» **WHAT IS EXPECTED**:
Using the records below, please work out how many lines contain "datetime"; answer with the number alone.

» **AVAILABLE DATA**:
[Start of Attachment]

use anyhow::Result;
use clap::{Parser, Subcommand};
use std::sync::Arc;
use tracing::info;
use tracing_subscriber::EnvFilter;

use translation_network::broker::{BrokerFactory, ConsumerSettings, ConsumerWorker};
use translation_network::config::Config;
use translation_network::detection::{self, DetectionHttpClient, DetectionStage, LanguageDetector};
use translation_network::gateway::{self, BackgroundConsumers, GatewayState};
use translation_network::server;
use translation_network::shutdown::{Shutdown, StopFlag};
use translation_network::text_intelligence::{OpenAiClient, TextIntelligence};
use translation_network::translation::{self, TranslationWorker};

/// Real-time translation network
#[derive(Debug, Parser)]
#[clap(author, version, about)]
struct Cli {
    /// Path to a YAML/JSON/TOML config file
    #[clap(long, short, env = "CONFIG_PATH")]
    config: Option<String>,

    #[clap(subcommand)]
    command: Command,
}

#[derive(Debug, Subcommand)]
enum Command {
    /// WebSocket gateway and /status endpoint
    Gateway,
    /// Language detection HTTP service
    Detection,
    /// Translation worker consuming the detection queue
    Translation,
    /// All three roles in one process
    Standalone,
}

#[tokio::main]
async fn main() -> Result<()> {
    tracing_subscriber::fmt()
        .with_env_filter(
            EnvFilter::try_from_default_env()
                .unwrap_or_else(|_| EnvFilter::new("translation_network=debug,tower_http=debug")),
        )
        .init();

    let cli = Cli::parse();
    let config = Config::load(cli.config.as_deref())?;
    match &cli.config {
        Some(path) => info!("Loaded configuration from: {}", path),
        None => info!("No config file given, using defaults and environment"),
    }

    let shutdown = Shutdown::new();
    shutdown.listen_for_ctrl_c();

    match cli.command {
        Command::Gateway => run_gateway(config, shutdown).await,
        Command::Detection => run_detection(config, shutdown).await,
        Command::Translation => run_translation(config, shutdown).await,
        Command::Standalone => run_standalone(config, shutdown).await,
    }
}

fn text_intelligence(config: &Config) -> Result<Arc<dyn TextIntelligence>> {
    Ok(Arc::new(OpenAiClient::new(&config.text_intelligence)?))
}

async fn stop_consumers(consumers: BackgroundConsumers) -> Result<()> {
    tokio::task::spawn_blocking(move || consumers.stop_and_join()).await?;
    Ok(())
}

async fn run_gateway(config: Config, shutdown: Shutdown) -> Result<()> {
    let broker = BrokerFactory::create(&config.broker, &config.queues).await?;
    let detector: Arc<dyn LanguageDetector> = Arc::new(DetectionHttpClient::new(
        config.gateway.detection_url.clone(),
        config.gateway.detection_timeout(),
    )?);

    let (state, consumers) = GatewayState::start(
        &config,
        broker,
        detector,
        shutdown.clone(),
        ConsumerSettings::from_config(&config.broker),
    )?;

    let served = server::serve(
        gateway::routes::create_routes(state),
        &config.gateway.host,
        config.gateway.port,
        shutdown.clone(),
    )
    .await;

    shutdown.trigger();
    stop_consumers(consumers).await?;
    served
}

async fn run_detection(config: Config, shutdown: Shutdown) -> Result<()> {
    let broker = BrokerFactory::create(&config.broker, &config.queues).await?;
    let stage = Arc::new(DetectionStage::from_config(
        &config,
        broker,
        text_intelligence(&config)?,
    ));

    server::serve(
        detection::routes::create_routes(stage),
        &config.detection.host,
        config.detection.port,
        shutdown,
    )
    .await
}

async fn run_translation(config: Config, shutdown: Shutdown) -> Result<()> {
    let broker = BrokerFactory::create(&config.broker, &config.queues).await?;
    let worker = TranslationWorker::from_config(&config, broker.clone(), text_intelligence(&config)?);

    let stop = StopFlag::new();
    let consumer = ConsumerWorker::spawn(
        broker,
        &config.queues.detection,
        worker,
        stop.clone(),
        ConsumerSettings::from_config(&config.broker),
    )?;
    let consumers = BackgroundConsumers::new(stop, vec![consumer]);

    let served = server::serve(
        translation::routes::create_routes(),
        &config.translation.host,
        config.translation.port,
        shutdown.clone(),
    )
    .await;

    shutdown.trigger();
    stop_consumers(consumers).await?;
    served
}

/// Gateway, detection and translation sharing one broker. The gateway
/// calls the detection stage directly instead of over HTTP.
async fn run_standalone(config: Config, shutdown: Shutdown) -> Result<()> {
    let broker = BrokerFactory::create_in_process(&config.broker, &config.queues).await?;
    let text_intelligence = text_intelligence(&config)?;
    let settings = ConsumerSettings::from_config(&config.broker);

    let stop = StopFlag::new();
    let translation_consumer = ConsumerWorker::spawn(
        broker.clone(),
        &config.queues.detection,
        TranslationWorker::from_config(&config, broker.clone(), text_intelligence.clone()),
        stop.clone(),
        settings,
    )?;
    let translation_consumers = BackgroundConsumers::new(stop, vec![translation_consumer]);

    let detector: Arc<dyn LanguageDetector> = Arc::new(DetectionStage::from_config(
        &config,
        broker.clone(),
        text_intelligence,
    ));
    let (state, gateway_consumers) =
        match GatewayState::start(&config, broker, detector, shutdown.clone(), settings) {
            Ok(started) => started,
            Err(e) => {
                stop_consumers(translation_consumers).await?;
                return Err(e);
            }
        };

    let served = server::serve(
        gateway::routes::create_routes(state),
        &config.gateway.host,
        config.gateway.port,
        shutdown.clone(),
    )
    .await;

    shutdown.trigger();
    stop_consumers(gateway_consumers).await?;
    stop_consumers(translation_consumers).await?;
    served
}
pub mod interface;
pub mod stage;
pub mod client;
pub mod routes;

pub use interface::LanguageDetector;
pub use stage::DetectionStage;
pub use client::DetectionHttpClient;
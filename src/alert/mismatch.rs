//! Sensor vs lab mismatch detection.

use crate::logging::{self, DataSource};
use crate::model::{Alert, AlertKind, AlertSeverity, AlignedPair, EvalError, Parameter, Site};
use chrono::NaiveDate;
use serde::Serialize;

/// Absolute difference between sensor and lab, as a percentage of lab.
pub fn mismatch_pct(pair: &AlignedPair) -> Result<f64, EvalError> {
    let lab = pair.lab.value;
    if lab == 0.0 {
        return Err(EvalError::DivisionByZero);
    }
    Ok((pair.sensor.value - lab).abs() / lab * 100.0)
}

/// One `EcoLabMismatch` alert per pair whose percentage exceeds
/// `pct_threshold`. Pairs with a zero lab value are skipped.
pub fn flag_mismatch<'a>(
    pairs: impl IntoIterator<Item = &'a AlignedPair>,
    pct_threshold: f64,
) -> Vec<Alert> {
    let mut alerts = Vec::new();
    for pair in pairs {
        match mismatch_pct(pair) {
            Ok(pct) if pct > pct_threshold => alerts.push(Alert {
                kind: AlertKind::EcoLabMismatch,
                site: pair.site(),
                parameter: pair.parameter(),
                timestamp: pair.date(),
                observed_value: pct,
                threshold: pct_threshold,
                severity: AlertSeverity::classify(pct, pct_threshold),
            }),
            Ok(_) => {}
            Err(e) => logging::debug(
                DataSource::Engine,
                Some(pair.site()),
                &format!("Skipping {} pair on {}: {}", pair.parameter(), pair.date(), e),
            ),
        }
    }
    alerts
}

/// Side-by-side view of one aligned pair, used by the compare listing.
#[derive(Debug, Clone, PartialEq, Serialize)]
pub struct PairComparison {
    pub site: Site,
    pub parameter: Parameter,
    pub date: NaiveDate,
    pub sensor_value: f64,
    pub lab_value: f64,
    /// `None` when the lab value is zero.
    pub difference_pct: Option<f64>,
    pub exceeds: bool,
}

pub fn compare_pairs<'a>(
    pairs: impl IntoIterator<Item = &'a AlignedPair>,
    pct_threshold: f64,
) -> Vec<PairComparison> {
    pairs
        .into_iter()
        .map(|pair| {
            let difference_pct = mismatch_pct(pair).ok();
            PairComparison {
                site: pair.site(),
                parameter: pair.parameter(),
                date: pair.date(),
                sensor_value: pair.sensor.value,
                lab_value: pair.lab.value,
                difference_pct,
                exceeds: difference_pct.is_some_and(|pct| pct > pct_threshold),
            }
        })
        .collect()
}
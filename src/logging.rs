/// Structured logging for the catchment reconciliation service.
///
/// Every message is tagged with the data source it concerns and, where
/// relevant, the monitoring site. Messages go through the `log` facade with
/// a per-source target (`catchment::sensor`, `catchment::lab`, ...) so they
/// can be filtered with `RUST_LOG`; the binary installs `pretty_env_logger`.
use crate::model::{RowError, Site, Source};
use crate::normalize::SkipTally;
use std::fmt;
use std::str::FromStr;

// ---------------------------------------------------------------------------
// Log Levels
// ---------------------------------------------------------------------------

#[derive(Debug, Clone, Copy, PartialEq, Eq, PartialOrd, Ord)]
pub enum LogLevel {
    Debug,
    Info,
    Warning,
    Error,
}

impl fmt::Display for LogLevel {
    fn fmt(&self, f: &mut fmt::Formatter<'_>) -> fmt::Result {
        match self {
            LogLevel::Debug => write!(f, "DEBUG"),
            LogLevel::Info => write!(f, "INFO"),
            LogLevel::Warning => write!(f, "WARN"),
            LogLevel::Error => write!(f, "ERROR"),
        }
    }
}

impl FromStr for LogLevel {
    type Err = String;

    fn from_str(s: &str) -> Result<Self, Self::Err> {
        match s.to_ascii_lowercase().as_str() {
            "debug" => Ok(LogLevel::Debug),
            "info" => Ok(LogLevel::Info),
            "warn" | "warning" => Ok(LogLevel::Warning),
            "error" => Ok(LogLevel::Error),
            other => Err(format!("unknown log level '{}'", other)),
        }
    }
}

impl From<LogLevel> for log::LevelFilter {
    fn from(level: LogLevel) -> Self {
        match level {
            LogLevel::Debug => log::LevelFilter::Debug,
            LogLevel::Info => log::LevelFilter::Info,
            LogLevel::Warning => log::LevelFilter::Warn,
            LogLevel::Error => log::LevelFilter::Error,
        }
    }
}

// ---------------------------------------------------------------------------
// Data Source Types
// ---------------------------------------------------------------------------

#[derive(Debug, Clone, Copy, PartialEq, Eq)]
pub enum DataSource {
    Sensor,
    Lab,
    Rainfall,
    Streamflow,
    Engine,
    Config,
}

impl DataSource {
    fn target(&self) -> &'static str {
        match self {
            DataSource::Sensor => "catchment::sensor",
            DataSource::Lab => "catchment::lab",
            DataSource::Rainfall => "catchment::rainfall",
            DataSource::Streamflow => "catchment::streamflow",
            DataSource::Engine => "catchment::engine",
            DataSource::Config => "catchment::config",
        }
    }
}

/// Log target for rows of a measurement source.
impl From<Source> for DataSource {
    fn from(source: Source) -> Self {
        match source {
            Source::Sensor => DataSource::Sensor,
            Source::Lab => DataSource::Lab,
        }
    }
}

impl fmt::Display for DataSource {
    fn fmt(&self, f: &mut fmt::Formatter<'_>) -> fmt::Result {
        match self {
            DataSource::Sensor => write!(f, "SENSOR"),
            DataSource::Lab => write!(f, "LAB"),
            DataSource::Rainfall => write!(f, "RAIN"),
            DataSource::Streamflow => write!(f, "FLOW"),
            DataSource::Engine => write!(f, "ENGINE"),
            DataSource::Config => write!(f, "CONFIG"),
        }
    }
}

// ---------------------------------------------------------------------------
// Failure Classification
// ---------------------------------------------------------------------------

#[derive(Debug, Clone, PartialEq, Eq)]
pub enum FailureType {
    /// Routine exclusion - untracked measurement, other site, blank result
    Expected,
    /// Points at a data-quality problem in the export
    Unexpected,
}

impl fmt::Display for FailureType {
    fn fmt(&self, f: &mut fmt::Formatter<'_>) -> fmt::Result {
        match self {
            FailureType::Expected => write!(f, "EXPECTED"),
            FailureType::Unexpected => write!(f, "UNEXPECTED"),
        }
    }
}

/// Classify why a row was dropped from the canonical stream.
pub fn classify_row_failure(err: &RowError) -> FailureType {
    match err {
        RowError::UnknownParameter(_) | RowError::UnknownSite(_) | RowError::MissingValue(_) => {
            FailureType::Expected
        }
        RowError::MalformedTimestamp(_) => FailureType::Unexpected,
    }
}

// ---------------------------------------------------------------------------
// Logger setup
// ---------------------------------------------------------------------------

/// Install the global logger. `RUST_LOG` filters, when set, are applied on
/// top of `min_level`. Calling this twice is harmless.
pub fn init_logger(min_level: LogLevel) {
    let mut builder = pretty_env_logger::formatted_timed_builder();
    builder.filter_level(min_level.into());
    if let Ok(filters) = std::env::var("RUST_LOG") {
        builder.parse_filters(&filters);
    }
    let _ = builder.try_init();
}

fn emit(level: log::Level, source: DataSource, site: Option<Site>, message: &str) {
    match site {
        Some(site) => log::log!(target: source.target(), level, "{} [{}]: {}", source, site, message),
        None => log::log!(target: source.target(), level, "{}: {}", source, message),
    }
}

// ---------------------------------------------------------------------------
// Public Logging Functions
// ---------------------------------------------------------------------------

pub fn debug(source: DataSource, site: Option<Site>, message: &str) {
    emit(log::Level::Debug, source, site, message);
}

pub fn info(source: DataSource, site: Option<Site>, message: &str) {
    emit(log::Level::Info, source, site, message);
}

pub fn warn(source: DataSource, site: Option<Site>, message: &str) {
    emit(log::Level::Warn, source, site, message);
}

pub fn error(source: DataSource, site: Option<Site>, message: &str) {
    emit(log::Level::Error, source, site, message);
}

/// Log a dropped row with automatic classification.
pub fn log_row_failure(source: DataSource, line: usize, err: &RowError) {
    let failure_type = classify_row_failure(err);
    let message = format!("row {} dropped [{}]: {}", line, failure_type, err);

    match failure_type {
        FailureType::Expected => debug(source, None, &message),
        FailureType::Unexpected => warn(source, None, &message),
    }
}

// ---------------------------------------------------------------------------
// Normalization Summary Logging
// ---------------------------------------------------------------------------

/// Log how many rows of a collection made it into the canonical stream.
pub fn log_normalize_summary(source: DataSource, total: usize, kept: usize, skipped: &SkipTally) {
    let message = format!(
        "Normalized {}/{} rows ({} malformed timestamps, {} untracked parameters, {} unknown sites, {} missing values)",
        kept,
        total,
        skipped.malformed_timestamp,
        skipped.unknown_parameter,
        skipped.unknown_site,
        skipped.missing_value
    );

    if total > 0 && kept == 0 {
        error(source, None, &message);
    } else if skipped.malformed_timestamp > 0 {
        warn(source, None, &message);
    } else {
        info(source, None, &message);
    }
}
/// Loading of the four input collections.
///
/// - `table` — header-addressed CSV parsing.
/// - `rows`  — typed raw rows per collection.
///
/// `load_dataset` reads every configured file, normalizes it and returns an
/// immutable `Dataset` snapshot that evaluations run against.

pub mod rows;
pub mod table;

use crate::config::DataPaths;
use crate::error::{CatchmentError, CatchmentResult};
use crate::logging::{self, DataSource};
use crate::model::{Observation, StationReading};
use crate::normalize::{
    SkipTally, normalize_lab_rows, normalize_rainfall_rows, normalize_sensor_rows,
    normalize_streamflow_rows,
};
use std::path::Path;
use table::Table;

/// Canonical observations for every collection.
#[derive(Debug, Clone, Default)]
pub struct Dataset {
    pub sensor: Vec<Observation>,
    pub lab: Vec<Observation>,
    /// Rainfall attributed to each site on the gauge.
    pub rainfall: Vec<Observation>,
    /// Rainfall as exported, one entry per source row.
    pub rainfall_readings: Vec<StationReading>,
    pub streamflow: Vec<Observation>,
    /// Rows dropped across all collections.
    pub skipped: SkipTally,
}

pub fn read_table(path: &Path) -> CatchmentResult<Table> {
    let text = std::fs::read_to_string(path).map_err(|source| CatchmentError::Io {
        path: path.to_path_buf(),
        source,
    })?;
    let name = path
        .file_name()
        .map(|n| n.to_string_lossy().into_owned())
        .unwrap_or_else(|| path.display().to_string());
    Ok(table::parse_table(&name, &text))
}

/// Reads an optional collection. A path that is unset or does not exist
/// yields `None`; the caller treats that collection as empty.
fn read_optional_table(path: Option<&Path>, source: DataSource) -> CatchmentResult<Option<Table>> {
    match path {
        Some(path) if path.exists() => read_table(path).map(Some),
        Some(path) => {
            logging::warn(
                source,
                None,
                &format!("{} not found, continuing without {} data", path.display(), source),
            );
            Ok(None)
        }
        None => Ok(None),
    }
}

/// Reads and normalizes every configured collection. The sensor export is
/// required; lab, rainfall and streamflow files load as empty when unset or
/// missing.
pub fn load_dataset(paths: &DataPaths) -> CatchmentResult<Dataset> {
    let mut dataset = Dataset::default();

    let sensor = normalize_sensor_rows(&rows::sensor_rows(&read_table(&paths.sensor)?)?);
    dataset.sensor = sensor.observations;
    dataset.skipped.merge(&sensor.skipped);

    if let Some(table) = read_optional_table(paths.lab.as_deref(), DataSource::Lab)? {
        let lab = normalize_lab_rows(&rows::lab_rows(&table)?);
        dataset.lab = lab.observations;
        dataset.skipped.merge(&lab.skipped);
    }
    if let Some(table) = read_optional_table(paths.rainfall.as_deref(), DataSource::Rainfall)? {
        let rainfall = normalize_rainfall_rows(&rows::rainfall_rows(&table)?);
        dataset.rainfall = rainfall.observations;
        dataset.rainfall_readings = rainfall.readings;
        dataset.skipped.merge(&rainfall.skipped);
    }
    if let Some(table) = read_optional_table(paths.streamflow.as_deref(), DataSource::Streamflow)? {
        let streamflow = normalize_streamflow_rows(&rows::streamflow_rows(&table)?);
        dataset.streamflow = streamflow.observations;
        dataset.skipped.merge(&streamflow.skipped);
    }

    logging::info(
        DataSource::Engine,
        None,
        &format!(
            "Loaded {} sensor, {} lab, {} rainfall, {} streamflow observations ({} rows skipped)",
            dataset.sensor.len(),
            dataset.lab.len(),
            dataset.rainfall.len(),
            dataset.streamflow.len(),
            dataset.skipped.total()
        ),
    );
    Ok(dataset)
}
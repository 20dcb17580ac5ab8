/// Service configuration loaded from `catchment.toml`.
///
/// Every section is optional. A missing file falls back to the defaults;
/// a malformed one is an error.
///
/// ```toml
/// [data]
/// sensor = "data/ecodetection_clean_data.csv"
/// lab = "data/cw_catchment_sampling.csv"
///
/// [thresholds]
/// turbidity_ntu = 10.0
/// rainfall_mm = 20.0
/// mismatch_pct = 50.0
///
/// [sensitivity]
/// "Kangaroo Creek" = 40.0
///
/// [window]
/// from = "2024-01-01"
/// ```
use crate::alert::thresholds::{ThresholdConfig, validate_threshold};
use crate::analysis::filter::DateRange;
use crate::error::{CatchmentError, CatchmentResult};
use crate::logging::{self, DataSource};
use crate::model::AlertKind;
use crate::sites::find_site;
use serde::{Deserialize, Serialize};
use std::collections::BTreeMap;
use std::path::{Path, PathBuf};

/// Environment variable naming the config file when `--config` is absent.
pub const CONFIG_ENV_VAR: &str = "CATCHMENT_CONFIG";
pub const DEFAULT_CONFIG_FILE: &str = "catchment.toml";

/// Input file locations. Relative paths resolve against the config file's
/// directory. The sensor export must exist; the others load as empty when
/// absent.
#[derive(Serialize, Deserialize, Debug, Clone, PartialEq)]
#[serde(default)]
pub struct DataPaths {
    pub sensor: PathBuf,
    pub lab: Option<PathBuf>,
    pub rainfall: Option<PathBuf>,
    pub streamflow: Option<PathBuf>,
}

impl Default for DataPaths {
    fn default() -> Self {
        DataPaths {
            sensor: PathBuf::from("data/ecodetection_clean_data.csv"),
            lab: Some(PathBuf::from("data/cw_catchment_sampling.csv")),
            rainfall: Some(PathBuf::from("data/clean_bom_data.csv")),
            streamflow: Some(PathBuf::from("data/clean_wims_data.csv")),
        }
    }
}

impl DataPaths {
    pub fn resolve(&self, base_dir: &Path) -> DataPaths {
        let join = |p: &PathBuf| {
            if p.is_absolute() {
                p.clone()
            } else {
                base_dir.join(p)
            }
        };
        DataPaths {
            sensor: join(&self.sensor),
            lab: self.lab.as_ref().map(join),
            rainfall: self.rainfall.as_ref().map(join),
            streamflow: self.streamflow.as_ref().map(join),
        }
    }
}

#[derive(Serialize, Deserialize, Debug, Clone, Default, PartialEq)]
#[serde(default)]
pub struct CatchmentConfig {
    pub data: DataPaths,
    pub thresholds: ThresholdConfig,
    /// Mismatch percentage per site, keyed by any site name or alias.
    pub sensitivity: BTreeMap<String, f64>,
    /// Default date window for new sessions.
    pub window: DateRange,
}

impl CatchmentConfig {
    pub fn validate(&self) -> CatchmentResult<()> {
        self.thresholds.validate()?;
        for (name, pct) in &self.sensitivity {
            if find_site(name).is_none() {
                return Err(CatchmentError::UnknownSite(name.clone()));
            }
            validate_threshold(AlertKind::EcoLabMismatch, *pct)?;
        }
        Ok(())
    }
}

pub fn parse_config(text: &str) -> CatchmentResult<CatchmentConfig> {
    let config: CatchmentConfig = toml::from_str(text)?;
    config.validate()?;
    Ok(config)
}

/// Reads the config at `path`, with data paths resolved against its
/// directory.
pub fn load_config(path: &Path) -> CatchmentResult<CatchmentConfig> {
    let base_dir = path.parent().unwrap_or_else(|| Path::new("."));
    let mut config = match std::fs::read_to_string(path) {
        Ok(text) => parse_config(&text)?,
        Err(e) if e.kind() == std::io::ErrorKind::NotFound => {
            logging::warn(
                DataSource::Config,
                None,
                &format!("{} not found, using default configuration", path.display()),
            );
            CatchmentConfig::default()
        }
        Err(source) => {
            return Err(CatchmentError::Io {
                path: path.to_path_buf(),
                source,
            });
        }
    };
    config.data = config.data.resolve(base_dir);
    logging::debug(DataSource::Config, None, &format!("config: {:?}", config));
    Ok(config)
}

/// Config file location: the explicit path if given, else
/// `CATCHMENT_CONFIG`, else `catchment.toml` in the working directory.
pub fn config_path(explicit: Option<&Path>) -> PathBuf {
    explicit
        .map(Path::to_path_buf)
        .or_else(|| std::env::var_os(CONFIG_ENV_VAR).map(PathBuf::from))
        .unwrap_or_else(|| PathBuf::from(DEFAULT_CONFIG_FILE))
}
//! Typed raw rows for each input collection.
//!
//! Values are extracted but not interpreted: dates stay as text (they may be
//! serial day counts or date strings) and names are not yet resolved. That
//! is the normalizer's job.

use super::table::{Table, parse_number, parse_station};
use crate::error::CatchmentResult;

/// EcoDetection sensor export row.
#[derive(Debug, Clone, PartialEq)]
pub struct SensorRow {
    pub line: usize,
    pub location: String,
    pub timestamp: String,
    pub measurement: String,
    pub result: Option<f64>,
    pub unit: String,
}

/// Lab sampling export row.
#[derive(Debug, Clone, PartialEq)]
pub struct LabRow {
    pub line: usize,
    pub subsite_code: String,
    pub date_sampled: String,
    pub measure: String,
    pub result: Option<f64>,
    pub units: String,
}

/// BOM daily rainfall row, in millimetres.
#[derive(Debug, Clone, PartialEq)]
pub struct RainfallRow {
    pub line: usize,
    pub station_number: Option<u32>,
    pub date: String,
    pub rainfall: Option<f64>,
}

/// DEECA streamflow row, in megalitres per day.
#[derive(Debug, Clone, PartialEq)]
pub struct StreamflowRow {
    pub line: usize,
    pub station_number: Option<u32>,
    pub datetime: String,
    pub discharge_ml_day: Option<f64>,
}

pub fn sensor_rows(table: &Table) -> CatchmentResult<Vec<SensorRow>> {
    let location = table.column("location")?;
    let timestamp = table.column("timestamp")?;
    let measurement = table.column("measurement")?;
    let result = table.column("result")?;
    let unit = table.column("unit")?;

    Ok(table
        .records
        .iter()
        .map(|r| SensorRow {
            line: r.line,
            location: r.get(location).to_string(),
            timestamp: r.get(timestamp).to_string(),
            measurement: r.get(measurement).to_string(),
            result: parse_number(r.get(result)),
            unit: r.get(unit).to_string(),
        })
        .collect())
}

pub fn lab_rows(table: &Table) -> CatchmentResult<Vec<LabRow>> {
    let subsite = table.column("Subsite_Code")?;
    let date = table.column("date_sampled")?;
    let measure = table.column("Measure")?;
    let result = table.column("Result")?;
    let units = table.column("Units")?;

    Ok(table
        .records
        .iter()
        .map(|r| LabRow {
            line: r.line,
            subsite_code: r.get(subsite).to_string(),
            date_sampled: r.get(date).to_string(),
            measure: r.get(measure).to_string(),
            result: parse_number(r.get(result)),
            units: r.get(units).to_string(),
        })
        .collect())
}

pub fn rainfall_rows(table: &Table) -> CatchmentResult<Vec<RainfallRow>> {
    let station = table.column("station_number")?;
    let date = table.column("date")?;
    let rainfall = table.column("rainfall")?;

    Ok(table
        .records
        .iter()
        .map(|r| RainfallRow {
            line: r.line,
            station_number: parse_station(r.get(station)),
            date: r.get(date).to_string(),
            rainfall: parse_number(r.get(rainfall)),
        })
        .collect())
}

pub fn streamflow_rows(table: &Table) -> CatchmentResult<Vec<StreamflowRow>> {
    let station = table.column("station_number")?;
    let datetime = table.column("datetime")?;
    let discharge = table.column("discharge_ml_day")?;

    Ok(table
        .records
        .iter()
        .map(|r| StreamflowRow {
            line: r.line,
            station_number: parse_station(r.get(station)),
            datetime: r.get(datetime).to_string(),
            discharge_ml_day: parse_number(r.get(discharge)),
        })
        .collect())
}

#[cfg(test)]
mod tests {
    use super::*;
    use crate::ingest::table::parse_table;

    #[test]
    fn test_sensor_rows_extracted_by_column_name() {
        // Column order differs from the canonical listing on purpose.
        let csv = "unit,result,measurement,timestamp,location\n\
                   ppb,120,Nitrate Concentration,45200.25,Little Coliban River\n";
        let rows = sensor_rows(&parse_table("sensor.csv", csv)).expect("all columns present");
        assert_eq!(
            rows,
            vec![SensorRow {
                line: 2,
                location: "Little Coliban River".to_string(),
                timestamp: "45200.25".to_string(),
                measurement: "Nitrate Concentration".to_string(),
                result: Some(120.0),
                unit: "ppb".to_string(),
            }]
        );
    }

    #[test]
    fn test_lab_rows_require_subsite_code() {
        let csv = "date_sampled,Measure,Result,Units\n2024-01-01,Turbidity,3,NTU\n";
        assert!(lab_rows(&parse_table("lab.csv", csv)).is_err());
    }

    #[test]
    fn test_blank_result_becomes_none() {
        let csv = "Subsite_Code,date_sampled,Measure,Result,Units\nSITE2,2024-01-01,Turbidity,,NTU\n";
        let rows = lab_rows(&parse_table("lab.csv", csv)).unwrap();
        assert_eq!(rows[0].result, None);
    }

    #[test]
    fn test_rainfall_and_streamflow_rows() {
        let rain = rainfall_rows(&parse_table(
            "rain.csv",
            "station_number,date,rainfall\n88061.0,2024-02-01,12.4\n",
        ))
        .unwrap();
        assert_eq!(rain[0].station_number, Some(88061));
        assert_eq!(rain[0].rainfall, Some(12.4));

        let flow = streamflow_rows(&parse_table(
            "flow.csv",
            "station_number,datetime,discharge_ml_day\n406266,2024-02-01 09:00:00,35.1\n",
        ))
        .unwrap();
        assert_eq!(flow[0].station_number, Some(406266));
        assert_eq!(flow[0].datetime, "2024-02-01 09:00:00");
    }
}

[End of Attachment]

» **OUTPUT OF THE EXERCISE**:
5